Abstract: The diversity of web configuration interfaces for IoT devices has exacerbated issues such as inadequate permission controls and insecure interfaces, resulting in various vulnerabilities. Owing to the varying interface configurations across various devices, the existing methods are inadequate for identifying these vulnerabilities precisely and comprehensively. This study addresses these issues by introducing an automated vulnerability detection system, called LuaTaint. It is designed for the commonly used web configuration interface of IoT devices. LuaTaint combines static taint analysis with a LLM to achieve widespread and high-precision detection. The extensive traversal of the static analysis ensures the comprehensiveness of the detection. The system also incorporates rules related to page handler control logic within the taint detection process to enhance its precision and extensibility.
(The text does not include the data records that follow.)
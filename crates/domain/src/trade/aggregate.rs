//! Trade offer aggregate.

use chrono::{DateTime, Utc};
use common::{TradeId, UserId};
use serde::{Deserialize, Serialize};

use super::{Item, TradeError, TradeStatus};

/// Trade offer aggregate root.
///
/// A barter proposal from `owner_id` to `wanted_items_owner_id`: the owner's
/// `offered_items` in exchange for the counter-party's `wanted_items`.
/// Identity, parties and item lists are fixed at creation; only the status
/// moves, and only through [`TradeOffer::update_status`].
#[derive(Debug, Clone, PartialEq, Serialize, Deserialize)]
pub struct TradeOffer {
    id: TradeId,
    owner_id: UserId,
    wanted_items_owner_id: UserId,
    status: TradeStatus,
    offered_items: Vec<Item>,
    wanted_items: Vec<Item>,
    created_at: DateTime<Utc>,
    updated_at: Option<DateTime<Utc>>,

    /// Revision used for optimistic concurrency; 0 until the first update.
    #[serde(default)]
    version: i64,
}

/// Flat view of every stored field, used by persistence adapters to
/// rebuild an aggregate without going through creation-time validation.
#[derive(Debug, Clone, PartialEq)]
pub struct TradeOfferRecord {
    pub id: TradeId,
    pub owner_id: UserId,
    pub wanted_items_owner_id: UserId,
    pub status: TradeStatus,
    pub offered_items: Vec<Item>,
    pub wanted_items: Vec<Item>,
    pub created_at: DateTime<Utc>,
    pub updated_at: Option<DateTime<Utc>>,
    pub version: i64,
}

impl TradeOffer {
    /// Creates a new trade offer in `Created` status.
    ///
    /// Fails if the id or either party is blank, or if either item list is
    /// empty. Items are already validated by [`Item::new`].
    pub fn create(
        id: TradeId,
        owner_id: UserId,
        wanted_items_owner_id: UserId,
        offered_items: Vec<Item>,
        wanted_items: Vec<Item>,
    ) -> Result<Self, TradeError> {
        if id.is_nil() {
            return Err(TradeError::EmptyTradeId);
        }

        if owner_id.is_empty() {
            return Err(TradeError::EmptyOwnerId);
        }

        if wanted_items_owner_id.is_empty() {
            return Err(TradeError::EmptyWantedItemsOwnerId);
        }

        if offered_items.is_empty() {
            return Err(TradeError::NoOfferedItems);
        }

        if wanted_items.is_empty() {
            return Err(TradeError::NoWantedItems);
        }

        Ok(Self {
            id,
            owner_id,
            wanted_items_owner_id,
            status: TradeStatus::Created,
            offered_items,
            wanted_items,
            created_at: Utc::now(),
            updated_at: None,
            version: 0,
        })
    }

    /// Sets the status and stamps `updated_at`.
    ///
    /// No transition check happens here; callers decide legality with
    /// [`TradeStatus::can_transition_to`] and friends.
    pub fn update_status(&mut self, status: TradeStatus) {
        self.status = status;
        self.updated_at = Some(Utc::now());
    }

    /// Records that a conditional write of this trade succeeded.
    ///
    /// Repositories call this so the in-hand copy matches the stored revision.
    pub fn mark_persisted(&mut self) {
        self.version += 1;
    }
}

// Query methods
impl TradeOffer {
    pub fn id(&self) -> TradeId {
        self.id
    }

    pub fn owner_id(&self) -> &UserId {
        &self.owner_id
    }

    pub fn wanted_items_owner_id(&self) -> &UserId {
        &self.wanted_items_owner_id
    }

    pub fn status(&self) -> TradeStatus {
        self.status
    }

    pub fn offered_items(&self) -> &[Item] {
        &self.offered_items
    }

    pub fn wanted_items(&self) -> &[Item] {
        &self.wanted_items
    }

    pub fn created_at(&self) -> DateTime<Utc> {
        self.created_at
    }

    pub fn updated_at(&self) -> Option<DateTime<Utc>> {
        self.updated_at
    }

    pub fn version(&self) -> i64 {
        self.version
    }

    /// Returns true if `user` is one of the two parties of this trade.
    pub fn is_party(&self, user: &UserId) -> bool {
        &self.owner_id == user || &self.wanted_items_owner_id == user
    }

    /// Returns true if the trade reached a terminal status.
    pub fn is_terminal(&self) -> bool {
        self.status.is_terminal()
    }
}

impl From<TradeOfferRecord> for TradeOffer {
    fn from(record: TradeOfferRecord) -> Self {
        Self {
            id: record.id,
            owner_id: record.owner_id,
            wanted_items_owner_id: record.wanted_items_owner_id,
            status: record.status,
            offered_items: record.offered_items,
            wanted_items: record.wanted_items,
            created_at: record.created_at,
            updated_at: record.updated_at,
            version: record.version,
        }
    }
}

impl From<&TradeOffer> for TradeOfferRecord {
    fn from(trade: &TradeOffer) -> Self {
        Self {
            id: trade.id,
            owner_id: trade.owner_id.clone(),
            wanted_items_owner_id: trade.wanted_items_owner_id.clone(),
            status: trade.status,
            offered_items: trade.offered_items.clone(),
            wanted_items: trade.wanted_items.clone(),
            created_at: trade.created_at,
            updated_at: trade.updated_at,
            version: trade.version,
        }
    }
}

#[cfg(test)]
mod tests {
    use super::*;
    use uuid::Uuid;

    fn items(id: &str) -> Vec<Item> {
        vec![Item::new(id, 1).unwrap()]
    }

    fn new_trade() -> TradeOffer {
        TradeOffer::create(
            TradeId::new(),
            UserId::new("alice"),
            UserId::new("bob"),
            items("sword"),
            items("shield"),
        )
        .unwrap()
    }

    #[test]
    fn test_create_starts_in_created() {
        let trade = new_trade();
        assert_eq!(trade.status(), TradeStatus::Created);
        assert!(trade.updated_at().is_none());
        assert_eq!(trade.version(), 0);
        assert_eq!(trade.offered_items()[0].id(), "sword");
        assert_eq!(trade.wanted_items()[0].id(), "shield");
    }

    #[test]
    fn test_create_rejects_nil_id() {
        let result = TradeOffer::create(
            TradeId::from_uuid(Uuid::nil()),
            UserId::new("alice"),
            UserId::new("bob"),
            items("sword"),
            items("shield"),
        );
        assert!(matches!(result, Err(TradeError::EmptyTradeId)));
    }

    #[test]
    fn test_create_rejects_blank_parties() {
        let result = TradeOffer::create(
            TradeId::new(),
            UserId::new(""),
            UserId::new("bob"),
            items("sword"),
            items("shield"),
        );
        assert!(matches!(result, Err(TradeError::EmptyOwnerId)));

        let result = TradeOffer::create(
            TradeId::new(),
            UserId::new("alice"),
            UserId::new(""),
            items("sword"),
            items("shield"),
        );
        assert!(matches!(result, Err(TradeError::EmptyWantedItemsOwnerId)));
    }

    #[test]
    fn test_create_rejects_empty_item_lists() {
        let result = TradeOffer::create(
            TradeId::new(),
            UserId::new("alice"),
            UserId::new("bob"),
            vec![],
            items("shield"),
        );
        assert!(matches!(result, Err(TradeError::NoOfferedItems)));

        let result = TradeOffer::create(
            TradeId::new(),
            UserId::new("alice"),
            UserId::new("bob"),
            items("sword"),
            vec![],
        );
        assert!(matches!(result, Err(TradeError::NoWantedItems)));
    }

    #[test]
    fn test_update_status_stamps_updated_at() {
        let mut trade = new_trade();
        trade.update_status(TradeStatus::AwaitingAnnouncement);

        assert_eq!(trade.status(), TradeStatus::AwaitingAnnouncement);
        let updated_at = trade.updated_at().unwrap();
        assert!(updated_at >= trade.created_at());
    }

    #[test]
    fn test_update_status_is_unconditional() {
        let mut trade = new_trade();
        trade.update_status(TradeStatus::Completed);
        trade.update_status(TradeStatus::Created);
        assert_eq!(trade.status(), TradeStatus::Created);
    }

    #[test]
    fn test_is_party() {
        let trade = new_trade();
        assert!(trade.is_party(&UserId::new("alice")));
        assert!(trade.is_party(&UserId::new("bob")));
        assert!(!trade.is_party(&UserId::new("mallory")));
    }

    #[test]
    fn test_record_roundtrip_preserves_version() {
        let mut trade = new_trade();
        trade.mark_persisted();
        trade.mark_persisted();

        let record = TradeOfferRecord::from(&trade);
        assert_eq!(record.version, 2);

        let restored = TradeOffer::from(record);
        assert_eq!(restored, trade);
    }
}
//! External service contracts and in-memory implementations.

pub mod inventory;

pub use inventory::{
    InMemoryInventoryGateway, InventoryGateway, LockItemsRequest, TradeItemsRequest,
};
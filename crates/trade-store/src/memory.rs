use std::collections::{BTreeMap, HashSet};
use std::ops::Bound;
use std::sync::Arc;

use async_trait::async_trait;
use common::{TradeId, UserId};
use domain::{TradeOffer, TradeStatus};
use tokio::sync::RwLock;

use crate::{
    RepositoryError, Result,
    store::{Pagination, TradePage, TradeRepository},
};

#[derive(Debug, Default)]
struct InMemoryState {
    trades: BTreeMap<TradeId, TradeOffer>,
    insert_calls: usize,
    update_calls: usize,
    bulk_update_calls: usize,
    fail_on_insert: bool,
    fail_on_update: bool,
    failing_ids: HashSet<TradeId>,
}

impl InMemoryState {
    fn apply_update(&mut self, trade: &mut TradeOffer) -> Result<()> {
        let id = trade.id();

        if self.fail_on_update || self.failing_ids.contains(&id) {
            return Err(RepositoryError::Database(sqlx::Error::PoolTimedOut));
        }

        let stored = self
            .trades
            .get_mut(&id)
            .ok_or(RepositoryError::NotFound(id))?;

        if stored.version() != trade.version() {
            return Err(RepositoryError::ConcurrencyConflict {
                trade_id: id,
                expected: trade.version(),
                actual: stored.version(),
            });
        }

        trade.mark_persisted();
        *stored = trade.clone();
        Ok(())
    }
}

/// In-memory trade repository for tests and local runs.
///
/// Keeps trades in a `BTreeMap` so listing walks ids in the same order the
/// PostgreSQL store does. Also counts write calls and can be told to fail
/// writes, which the saga tests use to check "no write happened" and
/// partial bulk failures.
#[derive(Clone, Default)]
pub struct InMemoryTradeRepository {
    state: Arc<RwLock<InMemoryState>>,
}

impl InMemoryTradeRepository {
    /// Creates a new empty repository.
    pub fn new() -> Self {
        Self::default()
    }

    /// Returns the number of stored trades.
    pub async fn trade_count(&self) -> usize {
        self.state.read().await.trades.len()
    }

    /// Returns every stored trade in id order.
    pub async fn all(&self) -> Vec<TradeOffer> {
        self.state.read().await.trades.values().cloned().collect()
    }

    /// Returns a stored trade regardless of caller.
    pub async fn find(&self, id: TradeId) -> Option<TradeOffer> {
        self.state.read().await.trades.get(&id).cloned()
    }

    /// Number of `insert` calls, failed ones included.
    pub async fn insert_calls(&self) -> usize {
        self.state.read().await.insert_calls
    }

    /// Number of single `update` calls, failed ones included.
    pub async fn update_calls(&self) -> usize {
        self.state.read().await.update_calls
    }

    /// Number of `update_bulk` calls, failed ones included.
    pub async fn bulk_update_calls(&self) -> usize {
        self.state.read().await.bulk_update_calls
    }

    /// Total write calls of any kind.
    pub async fn write_calls(&self) -> usize {
        let state = self.state.read().await;
        state.insert_calls + state.update_calls + state.bulk_update_calls
    }

    /// Makes every following insert fail.
    pub async fn set_fail_on_insert(&self, fail: bool) {
        self.state.write().await.fail_on_insert = fail;
    }

    /// Makes every following update fail.
    pub async fn set_fail_on_update(&self, fail: bool) {
        self.state.write().await.fail_on_update = fail;
    }

    /// Makes updates of one specific trade fail.
    pub async fn fail_updates_for(&self, id: TradeId) {
        self.state.write().await.failing_ids.insert(id);
    }

    /// Clears all trades, counters and failure switches.
    pub async fn clear(&self) {
        *self.state.write().await = InMemoryState::default();
    }
}

#[async_trait]
impl TradeRepository for InMemoryTradeRepository {
    async fn insert(&self, trade: &TradeOffer) -> Result<()> {
        let mut state = self.state.write().await;
        state.insert_calls += 1;

        if state.fail_on_insert {
            return Err(RepositoryError::Database(sqlx::Error::PoolTimedOut));
        }

        if state.trades.contains_key(&trade.id()) {
            return Err(RepositoryError::AlreadyExists(trade.id()));
        }

        state.trades.insert(trade.id(), trade.clone());
        Ok(())
    }

    async fn update(&self, trade: &mut TradeOffer) -> Result<()> {
        let mut state = self.state.write().await;
        state.update_calls += 1;
        state.apply_update(trade)
    }

    async fn update_bulk(&self, trades: &mut [TradeOffer]) -> Result<()> {
        let mut state = self.state.write().await;
        state.bulk_update_calls += 1;

        let mut applied = Vec::with_capacity(trades.len());
        let mut failed = Vec::new();

        for trade in trades.iter_mut() {
            match state.apply_update(trade) {
                Ok(()) => applied.push(trade.id()),
                Err(e) => failed.push((trade.id(), e.to_string())),
            }
        }

        if failed.is_empty() {
            Ok(())
        } else {
            Err(RepositoryError::PartialBulkUpdate { applied, failed })
        }
    }

    async fn get(&self, caller_id: &UserId, pagination: &Pagination) -> Result<TradePage> {
        let page_size = pagination.effective_page_size();
        let lower = match pagination.cursor()? {
            Some(id) => Bound::Excluded(id),
            None => Bound::Unbounded,
        };

        let state = self.state.read().await;
        let trades: Vec<TradeOffer> = state
            .trades
            .range((lower, Bound::Unbounded))
            .map(|(_, trade)| trade)
            .filter(|trade| trade.is_party(caller_id))
            .take(page_size + 1)
            .cloned()
            .collect();

        Ok(TradePage::from_lookahead(trades, page_size))
    }

    async fn get_by_id(&self, caller_id: &UserId, id: TradeId) -> Result<TradeOffer> {
        let state = self.state.read().await;
        state
            .trades
            .get(&id)
            .filter(|trade| trade.is_party(caller_id))
            .cloned()
            .ok_or(RepositoryError::NotFound(id))
    }

    async fn get_by_ids(&self, ids: &[TradeId]) -> Result<Vec<TradeOffer>> {
        let state = self.state.read().await;
        let mut seen = HashSet::with_capacity(ids.len());
        Ok(ids
            .iter()
            .filter(|id| seen.insert(**id))
            .filter_map(|id| state.trades.get(id).cloned())
            .collect())
    }

    async fn get_by_status(&self, status: TradeStatus) -> Result<Vec<TradeOffer>> {
        let state = self.state.read().await;
        Ok(state
            .trades
            .values()
            .filter(|trade| trade.status() == status)
            .cloned()
            .collect())
    }
}
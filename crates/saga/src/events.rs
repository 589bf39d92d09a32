//! Integration events exchanged with the inventory service.

use std::collections::HashSet;

use chrono::{DateTime, Utc};
use common::{TradeId, UserId};
use domain::{Item, TradeOffer};
use event_bus::BusEvent;
use serde::{Deserialize, Serialize};

/// Announces a newly created trade.
#[derive(Debug, Clone, PartialEq, Serialize, Deserialize)]
pub struct TradeOfferCreatedEvent {
    pub id: TradeId,
    pub owner_id: UserId,
    pub wanted_items_owner_id: UserId,
    pub offered_items: Vec<Item>,
    pub wanted_items: Vec<Item>,
    pub created_at: DateTime<Utc>,
}

impl From<&TradeOffer> for TradeOfferCreatedEvent {
    fn from(trade: &TradeOffer) -> Self {
        Self {
            id: trade.id(),
            owner_id: trade.owner_id().clone(),
            wanted_items_owner_id: trade.wanted_items_owner_id().clone(),
            offered_items: trade.offered_items().to_vec(),
            wanted_items: trade.wanted_items().to_vec(),
            created_at: trade.created_at(),
        }
    }
}

impl BusEvent for TradeOfferCreatedEvent {
    fn idempotency_key(&self) -> Option<String> {
        Some(self.id.to_string())
    }
}

/// One item the inventory service finished reserving.
#[derive(Debug, Clone, PartialEq, Serialize, Deserialize)]
pub struct ItemLockCompleted {
    pub id: String,

    /// The trade the item is reserved for.
    pub locked_by: TradeId,

    pub quantity: i64,
    pub updated_at: DateTime<Utc>,
}

/// A batch of completed reservations, possibly covering many trades and
/// possibly repeating items.
#[derive(Debug, Clone, PartialEq, Serialize, Deserialize)]
pub struct ItemsLockCompletedEvent {
    pub items: Vec<ItemLockCompleted>,
}

impl ItemsLockCompletedEvent {
    /// Entries with repeated item ids removed, first occurrence kept.
    pub fn distinct_items(&self) -> Vec<&ItemLockCompleted> {
        let mut seen = HashSet::with_capacity(self.items.len());
        self.items
            .iter()
            .filter(|item| seen.insert(item.id.as_str()))
            .collect()
    }

    /// Trades referenced by the distinct entries, in encounter order.
    pub fn locked_by(&self) -> Vec<TradeId> {
        let mut seen = HashSet::new();
        self.distinct_items()
            .into_iter()
            .map(|item| item.locked_by)
            .filter(|id| seen.insert(*id))
            .collect()
    }
}

impl BusEvent for ItemsLockCompletedEvent {}

/// The inventory service finished swapping a trade's items.
#[derive(Debug, Clone, PartialEq, Serialize, Deserialize)]
pub struct ItemsTradeCompletedEvent {
    pub id: TradeId,
    pub owner_id: UserId,
}

impl BusEvent for ItemsTradeCompletedEvent {
    fn idempotency_key(&self) -> Option<String> {
        Some(self.id.to_string())
    }
}
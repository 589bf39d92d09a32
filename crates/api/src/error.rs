//! API error types with HTTP response mapping.

use axum::http::StatusCode;
use axum::response::{IntoResponse, Response};
use saga::SagaError;
use trade_store::RepositoryError;

/// API-level error type that maps to HTTP responses.
#[derive(Debug)]
pub enum ApiError {
    /// The caller did not identify themselves.
    Unauthorized(String),
    /// Bad request from the client.
    BadRequest(String),
    /// Saga execution error.
    Saga(SagaError),
}

impl IntoResponse for ApiError {
    fn into_response(self) -> Response {
        let (status, message) = match self {
            ApiError::Unauthorized(msg) => (StatusCode::UNAUTHORIZED, msg),
            ApiError::BadRequest(msg) => (StatusCode::BAD_REQUEST, msg),
            ApiError::Saga(err) => saga_error_to_response(err),
        };

        let body = serde_json::json!({ "error": message });
        (status, axum::Json(body)).into_response()
    }
}

fn saga_error_to_response(err: SagaError) -> (StatusCode, String) {
    let status = match &err {
        SagaError::Validation(_) => StatusCode::BAD_REQUEST,
        SagaError::NotFound(_) => StatusCode::NOT_FOUND,
        SagaError::InvalidStatus { .. } | SagaError::NotCounterparty { .. } => {
            StatusCode::CONFLICT
        }
        SagaError::LockFailed { .. } | SagaError::ExchangeFailed { .. } => {
            StatusCode::UNPROCESSABLE_ENTITY
        }
        SagaError::Repository(repo_err) => match repo_err {
            RepositoryError::ConcurrencyConflict { .. } | RepositoryError::AlreadyExists(_) => {
                StatusCode::CONFLICT
            }
            RepositoryError::InvalidToken(_) => StatusCode::BAD_REQUEST,
            _ => StatusCode::INTERNAL_SERVER_ERROR,
        },
        _ => StatusCode::INTERNAL_SERVER_ERROR,
    };

    if status.is_server_error() {
        tracing::error!(error = %err, "request failed");
    }
    (status, err.to_string())
}

impl From<SagaError> for ApiError {
    fn from(err: SagaError) -> Self {
        ApiError::Saga(err)
    }
}
use std::sync::Arc;

use async_trait::async_trait;
use serde::Serialize;

use crate::{Message, MessageId, Result};

/// Sends messages to named topics.
///
/// A failed publish is reported to the caller and never retried here;
/// retrying is the caller's policy.
#[async_trait]
pub trait Publisher: Send + Sync {
    /// Publishes a message and returns its id.
    async fn publish(&self, message: Message) -> Result<MessageId>;
}

#[async_trait]
impl<T: Publisher + ?Sized> Publisher for Arc<T> {
    async fn publish(&self, message: Message) -> Result<MessageId> {
        (**self).publish(message).await
    }
}

/// An event that can be published on the bus.
pub trait BusEvent: Serialize + Send + Sync {
    /// Key identifying what this event is about, used to detect duplicates.
    fn idempotency_key(&self) -> Option<String> {
        None
    }
}

/// Extension methods for publishers.
#[async_trait]
pub trait PublisherExt: Publisher {
    /// Serializes `event` and publishes it to `topic`.
    async fn publish_event<E: BusEvent>(&self, topic: &str, event: &E) -> Result<MessageId> {
        let mut message = Message::new(topic, serde_json::to_value(event)?);
        if let Some(key) = event.idempotency_key() {
            message = message.with_idempotency_key(key);
        }
        self.publish(message).await
    }
}

// Blanket implementation
impl<T: Publisher + ?Sized> PublisherExt for T {}
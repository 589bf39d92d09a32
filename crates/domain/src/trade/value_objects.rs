//! Value objects for the trade domain.

use serde::{Deserialize, Serialize};

use super::TradeError;

/// A quantity of one inventory item, as offered or wanted in a trade.
#[derive(Debug, Clone, PartialEq, Eq, Hash, Serialize, Deserialize)]
pub struct Item {
    /// Identifier of the item in the inventory service.
    id: String,

    /// Number of units, always at least 1.
    quantity: i64,
}

impl Item {
    /// Creates a validated item.
    pub fn new(id: impl Into<String>, quantity: i64) -> Result<Self, TradeError> {
        let id = id.into();

        if id.trim().is_empty() {
            return Err(TradeError::EmptyItemId);
        }

        if quantity < 1 {
            return Err(TradeError::InvalidQuantity { item_id: id, quantity });
        }

        Ok(Self { id, quantity })
    }

    /// Returns the item identifier.
    pub fn id(&self) -> &str {
        &self.id
    }

    /// Returns the quantity.
    pub fn quantity(&self) -> i64 {
        self.quantity
    }
}
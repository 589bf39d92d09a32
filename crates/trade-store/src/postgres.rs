use async_trait::async_trait;
use common::{TradeId, UserId};
use domain::{Item, TradeOffer, TradeOfferRecord, TradeStatus};
use futures_util::TryStreamExt;
use sqlx::{PgPool, Row, postgres::PgRow};
use uuid::Uuid;

use crate::{
    RepositoryError, Result,
    store::{Pagination, TradePage, TradeRepository},
};

const TRADE_COLUMNS: &str = "id, owner_id, wanted_items_owner_id, status, offered_items, \
                             wanted_items, created_at, updated_at, version";

/// PostgreSQL-backed trade repository.
#[derive(Clone)]
pub struct PostgresTradeRepository {
    pool: PgPool,
}

impl PostgresTradeRepository {
    /// Creates a new PostgreSQL trade repository.
    pub fn new(pool: PgPool) -> Self {
        Self { pool }
    }

    /// Gets a reference to the underlying connection pool.
    pub fn pool(&self) -> &PgPool {
        &self.pool
    }

    /// Runs the database migrations.
    pub async fn run_migrations(&self) -> std::result::Result<(), sqlx::migrate::MigrateError> {
        sqlx::migrate!("../../migrations").run(&self.pool).await
    }

    fn row_to_trade(row: PgRow) -> Result<TradeOffer> {
        let status: String = row.try_get("status")?;
        let status = status
            .parse::<TradeStatus>()
            .map_err(|e| RepositoryError::Corrupted(e.to_string()))?;

        let offered_items: Vec<Item> =
            serde_json::from_value(row.try_get::<serde_json::Value, _>("offered_items")?)?;
        let wanted_items: Vec<Item> =
            serde_json::from_value(row.try_get::<serde_json::Value, _>("wanted_items")?)?;

        Ok(TradeOffer::from(TradeOfferRecord {
            id: TradeId::from_uuid(row.try_get::<Uuid, _>("id")?),
            owner_id: UserId::new(row.try_get::<String, _>("owner_id")?),
            wanted_items_owner_id: UserId::new(row.try_get::<String, _>("wanted_items_owner_id")?),
            status,
            offered_items,
            wanted_items,
            created_at: row.try_get("created_at")?,
            updated_at: row.try_get("updated_at")?,
            version: row.try_get("version")?,
        }))
    }

    /// Explains why a conditional update touched no row.
    async fn update_miss(&self, trade: &TradeOffer) -> RepositoryError {
        let stored: std::result::Result<Option<i64>, sqlx::Error> =
            sqlx::query_scalar("SELECT version FROM trades WHERE id = $1")
                .bind(trade.id().as_uuid())
                .fetch_optional(&self.pool)
                .await;

        match stored {
            Ok(Some(actual)) => RepositoryError::ConcurrencyConflict {
                trade_id: trade.id(),
                expected: trade.version(),
                actual,
            },
            Ok(None) => RepositoryError::NotFound(trade.id()),
            Err(e) => RepositoryError::Database(e),
        }
    }
}

#[async_trait]
impl TradeRepository for PostgresTradeRepository {
    async fn insert(&self, trade: &TradeOffer) -> Result<()> {
        let offered_items = serde_json::to_value(trade.offered_items())?;
        let wanted_items = serde_json::to_value(trade.wanted_items())?;

        sqlx::query(
            r#"
            INSERT INTO trades (id, owner_id, wanted_items_owner_id, status, offered_items, wanted_items, created_at, updated_at, version)
            VALUES ($1, $2, $3, $4, $5, $6, $7, $8, $9)
            "#,
        )
        .bind(trade.id().as_uuid())
        .bind(trade.owner_id().as_str())
        .bind(trade.wanted_items_owner_id().as_str())
        .bind(trade.status().as_str())
        .bind(offered_items)
        .bind(wanted_items)
        .bind(trade.created_at())
        .bind(trade.updated_at())
        .bind(trade.version())
        .execute(&self.pool)
        .await
        .map_err(|e| {
            if let sqlx::Error::Database(ref db_err) = e
                && db_err.is_unique_violation()
            {
                return RepositoryError::AlreadyExists(trade.id());
            }
            RepositoryError::Database(e)
        })?;

        tracing::debug!(trade_id = %trade.id(), "Inserted trade");
        Ok(())
    }

    async fn update(&self, trade: &mut TradeOffer) -> Result<()> {
        let result = sqlx::query(
            r#"
            UPDATE trades
            SET status = $2, updated_at = $3, version = version + 1
            WHERE id = $1 AND version = $4
            "#,
        )
        .bind(trade.id().as_uuid())
        .bind(trade.status().as_str())
        .bind(trade.updated_at())
        .bind(trade.version())
        .execute(&self.pool)
        .await?;

        if result.rows_affected() == 0 {
            return Err(self.update_miss(trade).await);
        }

        trade.mark_persisted();
        tracing::debug!(
            trade_id = %trade.id(),
            status = %trade.status(),
            version = trade.version(),
            "Updated trade"
        );
        Ok(())
    }

    async fn get(&self, caller_id: &UserId, pagination: &Pagination) -> Result<TradePage> {
        let page_size = pagination.effective_page_size();
        let cursor = pagination.cursor()?;

        let rows = sqlx::query(&format!(
            r#"
            SELECT {TRADE_COLUMNS}
            FROM trades
            WHERE (owner_id = $1 OR wanted_items_owner_id = $1)
              AND ($2::uuid IS NULL OR id > $2)
            ORDER BY id ASC
            LIMIT $3
            "#
        ))
        .bind(caller_id.as_str())
        .bind(cursor.map(|id| id.as_uuid()))
        .bind((page_size + 1) as i64)
        .fetch_all(&self.pool)
        .await?;

        let trades = rows
            .into_iter()
            .map(Self::row_to_trade)
            .collect::<Result<Vec<_>>>()?;

        Ok(TradePage::from_lookahead(trades, page_size))
    }

    async fn get_by_id(&self, caller_id: &UserId, id: TradeId) -> Result<TradeOffer> {
        let row: Option<PgRow> = sqlx::query(&format!(
            r#"
            SELECT {TRADE_COLUMNS}
            FROM trades
            WHERE id = $1 AND (owner_id = $2 OR wanted_items_owner_id = $2)
            "#
        ))
        .bind(id.as_uuid())
        .bind(caller_id.as_str())
        .fetch_optional(&self.pool)
        .await?;

        match row {
            Some(row) => Self::row_to_trade(row),
            None => Err(RepositoryError::NotFound(id)),
        }
    }

    async fn get_by_ids(&self, ids: &[TradeId]) -> Result<Vec<TradeOffer>> {
        if ids.is_empty() {
            return Ok(Vec::new());
        }

        let uuids: Vec<Uuid> = ids.iter().map(|id| id.as_uuid()).collect();
        let rows = sqlx::query(&format!(
            r#"
            SELECT {TRADE_COLUMNS}
            FROM trades
            WHERE id = ANY($1)
            "#
        ))
        .bind(&uuids)
        .fetch_all(&self.pool)
        .await?;

        let mut found = rows
            .into_iter()
            .map(Self::row_to_trade)
            .collect::<Result<Vec<_>>>()?;

        // Keep the caller's order so batch handling is deterministic.
        found.sort_by_key(|trade| ids.iter().position(|id| *id == trade.id()));
        Ok(found)
    }

    async fn get_by_status(&self, status: TradeStatus) -> Result<Vec<TradeOffer>> {
        let sql = format!(
            r#"
            SELECT {TRADE_COLUMNS}
            FROM trades
            WHERE status = $1
            ORDER BY created_at ASC, id ASC
            "#
        );

        let mut rows = sqlx::query(&sql).bind(status.as_str()).fetch(&self.pool);

        let mut trades = Vec::new();
        while let Some(row) = rows.try_next().await? {
            trades.push(Self::row_to_trade(row)?);
        }

        Ok(trades)
    }
}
Moreover, we leverage the prodigious abilities of LLM for code analysis tasks. By utilizing LLM in the process of pruning false alarms, the precision of LuaTaint is enhanced while significantly reducing its dependence on manual analysis. We develop a prototype of LuaTaint and evaluate it using 2,447 IoT firmware samples from 11 renowned vendors. LuaTaint has discovered 111 vulnerabilities. Moreover, LuaTaint exhibits a vulnerability detection precision rate of up to 89.29%.